> [PROMPT]: Go through the records and show each line where the word "return" occurs.

----- RECORDS SUPPLIED -----

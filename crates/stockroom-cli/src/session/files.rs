//! Operator-chosen file names for new stores and reports.

use std::io::{BufRead, Write};
use std::path::{Path, PathBuf};

use stockroom::paths::{FileKind, report_path_for, validate_file_name};
use stockroom::{CsvStore, Result, StockroomError, StoreConfig};

use super::Console;

/// Ask for a new store name under `base_dir` and write a header-only file.
///
/// An existing file is only replaced after the operator agrees.
pub fn create_store<R: BufRead, W: Write>(
    console: &mut Console<R, W>,
    base_dir: &Path,
    config: StoreConfig,
) -> Result<CsvStore> {
    console.say("Creating new inventory file...")?;

    let path = loop {
        let answer = console.ask("What would you like to name the file? ")?;
        let path = match validate_file_name(&answer, FileKind::Store) {
            Ok(name) => base_dir.join(name),
            Err(e @ StockroomError::InvalidFileName { .. }) => {
                console.error(e)?;
                continue;
            }
            Err(e) => return Err(e),
        };

        if path.exists()
            && !console.confirm("File already exists. Would you like to overwrite existing file? (y/n): ")?
        {
            continue;
        }
        break path;
    };

    let store = CsvStore::create(&path, config)?;
    console.success(format!("Created {}", path.display()))?;
    Ok(store)
}

/// Decide where the report for `store` goes.
///
/// The default is the store path with a `.txt` extension, used when free or
/// when the operator agrees to overwrite it. A default that is the store
/// itself is never offered. Otherwise new names are asked for, in the
/// store's directory, until one is valid and not taken.
pub fn choose_report_path<R: BufRead, W: Write>(console: &mut Console<R, W>, store: &Path) -> Result<PathBuf> {
    let default = report_path_for(store);
    if default.as_path() != store
        && (!default.exists()
            || console.confirm(format!(
                "File {} already exists. Would you like to overwrite it? (y/n) ",
                default.display()
            ))?)
    {
        return Ok(default);
    }

    let dir = default.parent().unwrap_or_else(|| Path::new(""));
    loop {
        let answer = console.ask("Enter a new file name for the table ending in '.txt': ")?;
        let path = match validate_file_name(&answer, FileKind::Report) {
            Ok(name) => dir.join(name),
            Err(e @ StockroomError::InvalidFileName { .. }) => {
                console.error(e)?;
                continue;
            }
            Err(e) => return Err(e),
        };
        if path.exists() {
            console.error("File name already exists.")?;
            continue;
        }
        return Ok(path);
    }
}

-----

> [ANSWER TO THE EXERCISE]:
            Err(e) => return Err(e),
        return Ok(default);
            Err(e) => return Err(e),
        return Ok(path);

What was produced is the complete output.